Saved data entries:

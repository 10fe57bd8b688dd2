//! Vanir remote cloud backend.
//!
//! Implements [`vanir_hal::ExecutionBackend`] against the hosted job
//! service. A [`CloudBackend`] is bound to one workspace/target pair at
//! construction; `validate` checks a job definition without creating a job,
//! `submit` creates one and returns its handle.
//!
//! The adapter deliberately stops at submission. Status polling, result
//! retrieval, and cancellation are not part of the submission core's
//! capability surface.
//!
//! # Example
//!
//! ```ignore
//! use vanir_adapter_cloud::CloudBackend;
//! use vanir_hal::{Credential, ExecutionBackend, WorkspaceConfig};
//!
//! let workspace = WorkspaceConfig::from_parts(
//!     Some("my-subscription"),
//!     Some("my-rg"),
//!     Some("my-workspace"),
//! )?
//! .with_credential(Credential::Token("...".into()));
//!
//! let backend = CloudBackend::new(workspace, "ionq.simulator")?;
//! let handle = backend.submit(&program, &input, 500).await?;
//! println!("{}", handle.id);
//! ```

pub mod backend;
pub mod client;
pub mod error;

pub use backend::CloudBackend;
pub use client::{CloudClient, DEFAULT_BASE_URI, JobRequest, SubmitResponse, ValidateResponse};
pub use error::{CloudError, CloudResult};
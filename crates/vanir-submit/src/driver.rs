//! Submission driver.
//!
//! The one component with real control flow: resolve the target, then
//! either validate (dry run) or submit (live run), then report.
//!
//! ```text
//!   resolve() ──→ NotFound ──→ error line, exit 1
//!        │
//!        └──→ Found ──┬── dry run ──→ validate() ──→ banner, exit 0/1
//!                     └── live run ──→ submit() ──→ report handle, exit 0
//! ```
//!
//! Failure semantics: an unknown target and a failed validation are normal,
//! reported outcomes carried in the exit code. A failure inside `submit()`
//! (network, authentication, remote rejection) propagates as `Err` to the
//! process boundary untouched.

use std::io::Write;

use console::Style;
use tracing::debug;

use vanir_hal::{HalResult, ProgramInfo, ProgramInput};

use crate::report::{self, ResultReporter};
use crate::resolver::{Resolution, TargetResolver};
use crate::settings::SubmissionSettings;

/// Process exit code for a successful outcome.
pub const EXIT_SUCCESS: i32 = 0;
/// Process exit code for unknown targets and failed validations.
pub const EXIT_FAILURE: i32 = 1;

/// Orchestrates resolution, validation or submission, and reporting.
///
/// Generic over its output and error streams so the full pipeline is
/// testable against in-memory buffers; [`SubmissionDriver::stdio`] binds
/// the real process streams.
pub struct SubmissionDriver<O: Write, E: Write> {
    resolver: TargetResolver,
    out: O,
    err: E,
}

impl SubmissionDriver<std::io::Stdout, std::io::Stderr> {
    /// Driver over the process's standard streams with the built-in
    /// provider registry.
    pub fn stdio() -> Self {
        Self::new(TargetResolver::new(), std::io::stdout(), std::io::stderr())
    }
}

impl<O: Write, E: Write> SubmissionDriver<O, E> {
    /// Create a driver with explicit resolver and streams.
    pub fn new(resolver: TargetResolver, out: O, err: E) -> Self {
        Self { resolver, out, err }
    }

    /// Consume the driver, returning its output and error streams.
    pub fn into_streams(self) -> (O, E) {
        (self.out, self.err)
    }

    /// Run one submission and return the process exit code.
    ///
    /// Exactly one of `validate` and `submit` is invoked per call, selected
    /// by the dry-run flag; an unknown target invokes neither.
    pub async fn run(
        &mut self,
        program: &ProgramInfo,
        input: &ProgramInput,
        settings: &SubmissionSettings,
    ) -> HalResult<i32> {
        let backend = match self.resolver.resolve(settings)? {
            Resolution::Found(backend) => backend,
            Resolution::NotFound => {
                report::report_unknown_target(&mut self.err, settings.target.as_deref())?;
                return Ok(EXIT_FAILURE);
            }
        };

        if settings.dry_run {
            debug!("Dry run: validating against {}", backend.name());
            let outcome = backend.validate(program, input).await?;

            let ok = Style::new().for_stdout().green().bold();
            let bad = Style::new().for_stdout().red().bold();
            if outcome.is_valid() {
                writeln!(
                    self.out,
                    "{} Program is valid for target {}.",
                    ok.apply_to("✓"),
                    backend.name()
                )?;
            } else {
                writeln!(
                    self.out,
                    "{} Program failed validation for target {}.",
                    bad.apply_to("✗"),
                    backend.name()
                )?;
            }

            if let Some(message) = outcome.message.as_deref() {
                if !message.trim().is_empty() {
                    writeln!(self.out, "{message}")?;
                }
            }

            Ok(if outcome.is_valid() {
                EXIT_SUCCESS
            } else {
                EXIT_FAILURE
            })
        } else {
            debug!("Live run: submitting to {}", backend.name());
            // Suspension point. Errors propagate to the process boundary.
            let handle = backend.submit(program, input, settings.shots).await?;

            ResultReporter::report(&mut self.out, &handle, settings.output)?;
            Ok(EXIT_SUCCESS)
        }
    }
}
//! Shared helpers for CLI commands.

use std::fs;
use std::path::Path;

use anyhow::{Context, Result};

use vanir_hal::ProgramInfo;

/// Load a compiled program from a file.
///
/// The payload stays opaque: JSON files are embedded as parsed JSON, any
/// other content as a string. The program name is the file stem.
pub fn load_program(path: &str) -> Result<ProgramInfo> {
    let path_obj = Path::new(path);

    if !path_obj.exists() {
        anyhow::bail!("File not found: {path}");
    }

    let contents =
        fs::read_to_string(path).with_context(|| format!("Failed to read file: {path}"))?;

    let name = path_obj.file_stem().map_or_else(
        || "program".to_string(),
        |s| s.to_string_lossy().to_string(),
    );

    let payload = serde_json::from_str(&contents)
        .unwrap_or_else(|_| serde_json::Value::String(contents));

    Ok(ProgramInfo::new(name, payload))
}
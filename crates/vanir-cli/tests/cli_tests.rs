//! CLI utility and parsing tests.
//!
//! The CLI is a binary crate, so these tests exercise the equivalent logic
//! through the underlying library crates: output-mode parsing, parameter
//! binding, and program loading.

use std::io::Write;

use vanir_hal::{ProgramInfo, ProgramInput};
use vanir_submit::OutputMode;

// ============================================================================
// Output mode flag values
// ============================================================================

mod output_mode_tests {
    use super::*;

    #[test]
    fn test_default_flag_value_parses() {
        // `--output` defaults to "id" in the CLI definition.
        assert_eq!("id".parse::<OutputMode>().unwrap(), OutputMode::Id);
    }

    #[test]
    fn test_friendly_uri_flag_value_parses() {
        assert_eq!(
            "friendly-uri".parse::<OutputMode>().unwrap(),
            OutputMode::FriendlyUri
        );
    }

    #[test]
    fn test_unknown_flag_value_is_rejected_with_hint() {
        let err = "tsv".parse::<OutputMode>().unwrap_err();
        assert!(err.contains("id"));
        assert!(err.contains("friendly-uri"));
    }
}

// ============================================================================
// --param binding
// ============================================================================

mod param_binding_tests {
    use super::*;

    #[test]
    fn test_repeated_params_bind_in_order() {
        let input = ProgramInput::from_pairs(["theta=0.5", "n=3"]).unwrap();
        assert_eq!(input.len(), 2);
        assert_eq!(input.0["theta"], serde_json::json!(0.5));
        assert_eq!(input.0["n"], serde_json::json!(3));
    }

    #[test]
    fn test_malformed_param_fails() {
        assert!(ProgramInput::from_pairs(["no-equals-sign"]).is_err());
    }

    #[test]
    fn test_no_params_is_empty_input() {
        let input = ProgramInput::from_pairs([]).unwrap();
        assert!(input.is_empty());
    }
}

// ============================================================================
// Buffered driver output (equivalent to commands::submit::execute)
// ============================================================================

mod buffered_output_tests {
    use super::*;
    use vanir_submit::{EXIT_FAILURE, SubmissionDriver, SubmissionSettings, TargetResolver};

    /// The submit command runs the driver over in-memory streams and only
    /// forwards them after the progress spinner is cleared, so a spinner
    /// redraw on stderr can never overwrite a diagnostic. The error line
    /// must arrive intact through the buffer-then-forward path.
    #[tokio::test]
    async fn test_unknown_target_error_survives_buffered_forwarding() {
        let program = ProgramInfo::new("bell", serde_json::json!({ "ir": "..." }));
        let input = ProgramInput::new();
        let settings = SubmissionSettings::new("no.such.target");

        let mut driver = SubmissionDriver::new(TargetResolver::new(), Vec::new(), Vec::new());
        let code = driver.run(&program, &input, &settings).await.unwrap();
        assert_eq!(code, EXIT_FAILURE);

        let (out, err) = driver.into_streams();

        let mut forwarded_out = Vec::new();
        let mut forwarded_err = Vec::new();
        forwarded_out.write_all(&out).unwrap();
        forwarded_err.write_all(&err).unwrap();

        assert!(forwarded_out.is_empty());
        let err_text = String::from_utf8(forwarded_err).unwrap();
        assert!(err_text.contains("unknown execution target 'no.such.target'"));
        assert!(err_text.ends_with('\n'));
    }
}

// ============================================================================
// Program loading (equivalent to commands::common::load_program)
// ============================================================================

mod program_loading_tests {
    use super::*;

    /// Equivalent to commands::common::load_program.
    fn load_program(path: &str) -> anyhow::Result<ProgramInfo> {
        let path_obj = std::path::Path::new(path);
        if !path_obj.exists() {
            anyhow::bail!("File not found: {path}");
        }
        let contents = std::fs::read_to_string(path)?;
        let name = path_obj.file_stem().map_or_else(
            || "program".to_string(),
            |s| s.to_string_lossy().to_string(),
        );
        let payload = serde_json::from_str(&contents)
            .unwrap_or_else(|_| serde_json::Value::String(contents));
        Ok(ProgramInfo::new(name, payload))
    }

    #[test]
    fn test_json_program_loads_as_json() {
        let mut file = tempfile::NamedTempFile::with_suffix(".json").unwrap();
        write!(file, r#"{{"entry": "bell", "ir": "..."}}"#).unwrap();

        let program = load_program(file.path().to_str().unwrap()).unwrap();
        assert_eq!(program.payload["entry"], serde_json::json!("bell"));
    }

    #[test]
    fn test_non_json_program_loads_as_string() {
        let mut file = tempfile::NamedTempFile::with_suffix(".bc").unwrap();
        write!(file, "not json at all").unwrap();

        let program = load_program(file.path().to_str().unwrap()).unwrap();
        assert_eq!(program.payload, serde_json::json!("not json at all"));
    }

    #[test]
    fn test_name_comes_from_file_stem() {
        let dir = tempfile::tempdir().unwrap();
        let path = dir.path().join("grover.json");
        std::fs::write(&path, "{}").unwrap();

        let program = load_program(path.to_str().unwrap()).unwrap();
        assert_eq!(program.name, "grover");
    }

    #[test]
    fn test_missing_file_is_an_error() {
        assert!(load_program("/definitely/not/a/file.json").is_err());
    }
}
//! Program payload and input binding types.
//!
//! The compiled program is opaque to the submission core: backends receive
//! it as a named JSON payload plus a map of bound input arguments. The
//! meaning of the payload is a contract between the compiler that produced
//! it and the backend that runs it.

use serde::{Deserialize, Serialize};

use crate::error::{HalError, HalResult};

/// An opaque compiled program, identified by name.
#[derive(Debug, Clone, Serialize, Deserialize)]
pub struct ProgramInfo {
    /// Entry-point name of the program.
    pub name: String,
    /// Serialized program payload. Never inspected by the driver.
    pub payload: serde_json::Value,
}

impl ProgramInfo {
    /// Create a program from a name and payload.
    pub fn new(name: impl Into<String>, payload: serde_json::Value) -> Self {
        Self {
            name: name.into(),
            payload,
        }
    }
}

/// Input arguments bound for a backend invocation.
///
/// Produced by the argument-binding layer (CLI `--param key=value` flags)
/// and handed to the backend verbatim.
#[derive(Debug, Clone, Default, PartialEq, Serialize, Deserialize)]
pub struct ProgramInput(pub serde_json::Map<String, serde_json::Value>);

impl ProgramInput {
    /// Create an empty input.
    pub fn new() -> Self {
        Self(serde_json::Map::new())
    }

    /// Bind `key=value` pairs into an input map.
    ///
    /// Values are parsed as JSON when possible so that `shots=100` binds a
    /// number and `flag=true` a boolean; anything else binds as a string.
    pub fn from_pairs<'a>(pairs: impl IntoIterator<Item = &'a str>) -> HalResult<Self> {
        let mut map = serde_json::Map::new();
        for pair in pairs {
            let (key, value) = pair.split_once('=').ok_or_else(|| {
                HalError::InvalidProgram(format!(
                    "Invalid parameter '{pair}': expected key=value"
                ))
            })?;
            if key.is_empty() {
                return Err(HalError::InvalidProgram(format!(
                    "Invalid parameter '{pair}': empty key"
                )));
            }
            let value = serde_json::from_str(value)
                .unwrap_or_else(|_| serde_json::Value::String(value.to_string()));
            map.insert(key.to_string(), value);
        }
        Ok(Self(map))
    }

    /// Insert a single bound value.
    pub fn insert(&mut self, key: impl Into<String>, value: serde_json::Value) {
        self.0.insert(key.into(), value);
    }

    /// Check whether no arguments are bound.
    pub fn is_empty(&self) -> bool {
        self.0.is_empty()
    }

    /// Number of bound arguments.
    pub fn len(&self) -> usize {
        self.0.len()
    }
}
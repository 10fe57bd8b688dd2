//! CLI command implementations.

pub mod common;
pub mod submit;
pub mod targets;
pub mod version;
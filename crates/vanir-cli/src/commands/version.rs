//! Version command implementation.

use console::style;

/// Execute the version command.
pub fn execute() {
    let version = env!("CARGO_PKG_VERSION");

    println!(
        "{} {} - quantum job submission for cloud backends",
        style("Vanir").cyan().bold(),
        style(format!("v{version}")).yellow()
    );
    println!();
    println!("Components:");
    println!("  vanir-hal            Execution backend abstraction layer");
    println!("  vanir-submit         Submission driver and target resolution");
    println!("  vanir-adapter-cloud  Remote cloud backend");
    println!("  vanir-adapter-noop   No-op sentinel backend");
    println!("  vanir-cli            Command-line interface");
    println!();
    println!(
        "Repository: {}",
        style("https://github.com/vanir-q/vanir").underlined()
    );
    println!("License:    {}", style("Apache-2.0").dim());
}
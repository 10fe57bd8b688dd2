//! Job handle types.
//!
//! A [`JobHandle`] is created by `submit()` and consumed immediately by the
//! result reporter; the driver never retains it. It carries the remote job
//! identifier plus enough context to render a human-friendly reference.

use chrono::{DateTime, Utc};
use serde::{Deserialize, Serialize};

/// Unique identifier for a submitted job.
#[derive(Debug, Clone, PartialEq, Eq, Hash, Serialize, Deserialize)]
pub struct JobId(pub String);

impl JobId {
    /// Create a new job ID.
    pub fn new(id: impl Into<String>) -> Self {
        Self(id.into())
    }
}

impl std::fmt::Display for JobId {
    fn fmt(&self, f: &mut std::fmt::Formatter<'_>) -> std::fmt::Result {
        write!(f, "{}", self.0)
    }
}

impl From<String> for JobId {
    fn from(s: String) -> Self {
        Self(s)
    }
}

impl From<&str> for JobId {
    fn from(s: &str) -> Self {
        Self(s.to_string())
    }
}

/// Reference to a submitted remote execution.
#[derive(Debug, Clone, Serialize, Deserialize)]
pub struct JobHandle {
    /// The job identifier assigned by the backend.
    pub id: JobId,
    /// Target the job was submitted to.
    pub target: String,
    /// Human-navigable link to the job's status page, when the backend
    /// can construct one.
    #[serde(skip_serializing_if = "Option::is_none")]
    pub friendly_uri: Option<String>,
    /// Time the job was accepted.
    pub submitted_at: DateTime<Utc>,
}

impl JobHandle {
    /// Create a handle for a freshly submitted job.
    pub fn new(id: impl Into<JobId>, target: impl Into<String>) -> Self {
        Self {
            id: id.into(),
            target: target.into(),
            friendly_uri: None,
            submitted_at: Utc::now(),
        }
    }

    /// Attach a friendly status URI.
    pub fn with_friendly_uri(mut self, uri: impl Into<String>) -> Self {
        self.friendly_uri = Some(uri.into());
        self
    }
}

/// Outcome of validating a program against a backend.
///
/// A negative outcome is a normal result, not an error: the driver reports
/// it and exits non-zero without raising.
#[derive(Debug, Clone, PartialEq, Eq, Serialize, Deserialize)]
pub struct ValidationOutcome {
    /// Whether the backend accepted the program.
    pub valid: bool,
    /// Diagnostic text from the backend, if any.
    #[serde(skip_serializing_if = "Option::is_none")]
    pub message: Option<String>,
}

impl ValidationOutcome {
    /// A successful validation with no diagnostic.
    pub fn success() -> Self {
        Self {
            valid: true,
            message: None,
        }
    }

    /// A failed validation with a diagnostic message.
    pub fn failure(message: impl Into<String>) -> Self {
        Self {
            valid: false,
            message: Some(message.into()),
        }
    }

    /// Attach a diagnostic message.
    pub fn with_message(mut self, message: impl Into<String>) -> Self {
        self.message = Some(message.into());
        self
    }

    /// Check whether the program was accepted.
    pub fn is_valid(&self) -> bool {
        self.valid
    }
}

WORK INSTRUCTIONS: The word "core" appears in some lines of the data; state how many such lines there are, and nothing further.

EXPECTED ANSWER: 2